Prozess um Brand in Flüchtlingsheim

Justizzentrum Landgericht Aachen

Prozess um Brand in Flüchtlingsheim

Von Helga Lennartz

Der Brand in einer Flüchtlingsunterkunft bei Schleiden beschäftigt das Landgericht Aachen. Dem Bewohner, der das Feuer gelegt haben soll, wird versuchter Mord vorgeworfen.

Heimtückisch soll der Angeklagte in den frühen Morgenstunden des 29. Januar 2021 ein Sofa in der Holzbaracke angezündet und danach den Raum zugesperrt haben. Der 29-Jährige habe dabei den Tod seiner Mitbewohner billigend in Kauf genommen, ist der Staatsanwalt überzeugt.

Gebäude wurde zerstört

Das Feuer griff schnell um sich. Eine Mitarbeiterin des Sicherheitsdienstes erlitt eine Rauchvergiftung und musste ins Krankenhaus. Die elf Bewohner der Flüchtlingsunterkunft konnten sich unverletzt retten.

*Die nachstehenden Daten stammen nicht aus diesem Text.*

//! SkillOffer - 마켓플레이스 카드 한 장
//!
//! 백엔드의 사용자 목록(각 사용자의 offerings 포함)을 평탄화해서
//! (사용자, 스킬) 쌍마다 하나의 `SkillOffer`를 만듭니다.

use barter_foundation::{Error, Result, DEFAULT_TRUST_SCORE};
use serde::{Deserialize, Serialize};

/// 스킬 타입 태그
pub const SKILL_TYPE: &str = "skill";

/// 아바타 없음
pub const PLACEHOLDER_AVATAR: &str = "/placeholder-user.jpg";

/// 위치 없음
pub const UNKNOWN_LOCATION: &str = "Location not specified";

/// 카테고리 없음
pub const DEFAULT_CATEGORY: &str = "Other";

/// 경력 없음
pub const DEFAULT_EXPERIENCE: &str = "Not specified";

/// 설명 없음
pub const DEFAULT_DESCRIPTION: &str = "No description provided";

// ============================================================================
// SkillOffer - 표시용 레코드
// ============================================================================

/// 사용자 한 명의 스킬 하나 (조회 시점 스냅샷)
#[derive(Debug, Clone, PartialEq, Serialize, Deserialize)]
#[serde(rename_all = "camelCase")]
pub struct SkillOffer {
    /// 오퍼링 ID (백엔드 할당)
    pub id: String,

    pub user_id: String,
    pub user_name: String,
    pub user_avatar: String,
    pub user_location: String,
    pub user_trust_score: f64,
    pub completed_trades: u32,

    pub skill_name: String,
    pub skill_category: String,
    pub experience: String,
    pub description: String,
}

// ============================================================================
// 백엔드 응답 형식
// ============================================================================

/// `GET /api/users?hasSkillOfferings=true` 응답
#[derive(Debug, Clone, Deserialize)]
pub struct UsersResponse {
    pub users: Vec<UserRecord>,
}

/// 사용자 레코드
#[derive(Debug, Clone, Default, Deserialize)]
#[serde(rename_all = "camelCase")]
pub struct UserRecord {
    #[serde(rename = "_id")]
    pub id: String,

    #[serde(default)]
    pub name: String,

    #[serde(default)]
    pub avatar: Option<String>,

    #[serde(default)]
    pub location: Option<UserLocation>,

    #[serde(default)]
    pub trust_score: Option<f64>,

    #[serde(default)]
    pub completed_trades: Option<u32>,

    #[serde(default)]
    pub offerings: Vec<Offering>,
}

/// 사용자 위치
#[derive(Debug, Clone, Default, Deserialize)]
pub struct UserLocation {
    #[serde(default)]
    pub address: Option<String>,
}

/// 오퍼링 (스킬, 물품 등)
#[derive(Debug, Clone, Default, Deserialize)]
pub struct Offering {
    #[serde(rename = "_id", default)]
    pub id: Option<String>,

    #[serde(default)]
    pub title: String,

    #[serde(default)]
    pub category: Option<String>,

    #[serde(default)]
    pub experience: Option<String>,

    #[serde(default)]
    pub description: Option<String>,

    #[serde(rename = "type", default)]
    pub kind: Option<String>,
}

impl Offering {
    pub fn is_skill(&self) -> bool {
        self.kind.as_deref() == Some(SKILL_TYPE)
    }
}

// ============================================================================
// 평탄화
// ============================================================================

/// 사용자 목록 → SkillOffer 목록
///
/// `type == "skill"`인 오퍼링만 포함하고, 순서는 (사용자, 오퍼링) 순서를 유지합니다.
/// ID가 없는 스킬 오퍼링이 있으면 응답 전체를 잘못된 것으로 봅니다.
pub fn flatten_offers(users: &[UserRecord]) -> Result<Vec<SkillOffer>> {
    let mut offers = Vec::new();

    for user in users {
        for offering in user.offerings.iter().filter(|o| o.is_skill()) {
            offers.push(to_offer(user, offering)?);
        }
    }

    Ok(offers)
}

fn to_offer(user: &UserRecord, offering: &Offering) -> Result<SkillOffer> {
    let id = offering
        .id
        .clone()
        .filter(|id| !id.is_empty())
        .ok_or_else(|| {
            Error::InvalidResponse(format!(
                "skill offering '{}' of user {} has no id",
                offering.title, user.id
            ))
        })?;

    let location = user.location.as_ref().and_then(|l| l.address.as_deref());

    Ok(SkillOffer {
        id,
        user_id: user.id.clone(),
        user_name: user.name.clone(),
        user_avatar: or_default(user.avatar.as_deref(), PLACEHOLDER_AVATAR),
        user_location: or_default(location, UNKNOWN_LOCATION),
        user_trust_score: user
            .trust_score
            .filter(|s| *s != 0.0 && !s.is_nan())
            .unwrap_or(DEFAULT_TRUST_SCORE),
        completed_trades: user.completed_trades.unwrap_or(0),
        skill_name: offering.title.clone(),
        skill_category: or_default(offering.category.as_deref(), DEFAULT_CATEGORY),
        experience: or_default(offering.experience.as_deref(), DEFAULT_EXPERIENCE),
        description: or_default(offering.description.as_deref(), DEFAULT_DESCRIPTION),
    })
}

/// 없거나 빈 문자열이면 기본값
fn or_default(value: Option<&str>, fallback: &str) -> String {
    value
        .filter(|v| !v.is_empty())
        .unwrap_or(fallback)
        .to_string()
}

Der Brand hatte einen Großeinsatz der Feuerwehr ausgelöst. Rund 100 Löschkräfte kämpften gegen die Flammen, dennoch wurde das Holzgebäude komplett zerstört. Der Sachschaden wird auf rund 100.000 Euro geschätzt. Die Bewohner mussten von jetzt auf gleich in andere Quartiere umziehen.

Motiv unklar

Zehn Tage später wurde der Angeklagte festgenommen. Warum er das Feuer in Schleiden gelegt haben soll, ist bisher unklar.

Wenige Stunden vor dem Großbrand in Schleiden soll der Mann bereits zwei Feuerwehreinsätze ausgelöst haben. Laut Anklage betätigte er zunächst den Alarmknopf, ohne dass es brannte. Kurze Zeit später soll er eine Mülltüte angezündet haben. Die konnte jedoch vom Sicherheitsdienst gelöscht werden. In beiden Fällen war die Feuerwehr angerückt.

Vor Gericht schweigt der Angeklagte bislang zum schweren Vorwurf. Gegenüber einer psychischen Sachverständigen hatte er die Brandstiftung bestritten. Vier Verhandlungstage hat das Aachener Landgericht bislang für die Klärung des Falls vorgesehen. Das Urteil wird für Anfang Oktober erwartet.